BEGIN Input material

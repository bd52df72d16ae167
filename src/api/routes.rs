//! API Routes
//!
//! Configures the Axum router with the lookup service endpoints.

use axum::{routing::get, Router};
use tower_http::{
    cors::{Any, CorsLayer},
    trace::TraceLayer,
};

use super::handlers::{get_sample_handler, health_handler, AppState};

/// Creates the main router with all endpoints configured.
///
/// # Endpoints
/// - `GET /sample/:id` - Retrieve an item by id
/// - `GET /health` - Health check endpoint
///
/// # Middleware
/// - CORS: Allows any origin (configurable for production)
/// - Tracing: Logs all requests for debugging
pub fn create_router(state: AppState) -> Router {
    // Configure CORS middleware
    let cors = CorsLayer::new()
        .allow_origin(Any)
        .allow_methods(Any)
        .allow_headers(Any);

    // Build router with all endpoints
    Router::new()
        .route("/sample/:id", get(get_sample_handler))
        .route("/health", get(health_handler))
        .layer(cors)
        .layer(TraceLayer::new_for_http())
        .with_state(state)
}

END Input material

> Your goal: Please retype all of the data above exactly as it appears.

> Exercise response:
repository bd52df72d16ae167
filename src/api/routes.rs
//! API Routes
//!
//! Configures the Axum router with the lookup service endpoints.

use axum::{routing::get, Router};
use tower_http::{
    cors::{Any, CorsLayer},
    trace::TraceLayer,
};

use super::handlers::{get_sample_handler, health_handler, AppState};

/// Creates the main router with all endpoints configured.
///
/// # Endpoints
/// - `GET /sample/:id` - Retrieve an item by id
/// - `GET /health` - Health check endpoint
///
/// # Middleware
/// - CORS: Allows any origin (configurable for production)
/// - Tracing: Logs all requests for debugging
pub fn create_router(state: AppState) -> Router {
    // Configure CORS middleware
    let cors = CorsLayer::new()
        .allow_origin(Any)
        .allow_methods(Any)
        .allow_headers(Any);

    // Build router with all endpoints
    Router::new()
        .route("/sample/:id", get(get_sample_handler))
        .route("/health", get(health_handler))
        .layer(cors)
        .layer(TraceLayer::new_for_http())
        .with_state(state)
}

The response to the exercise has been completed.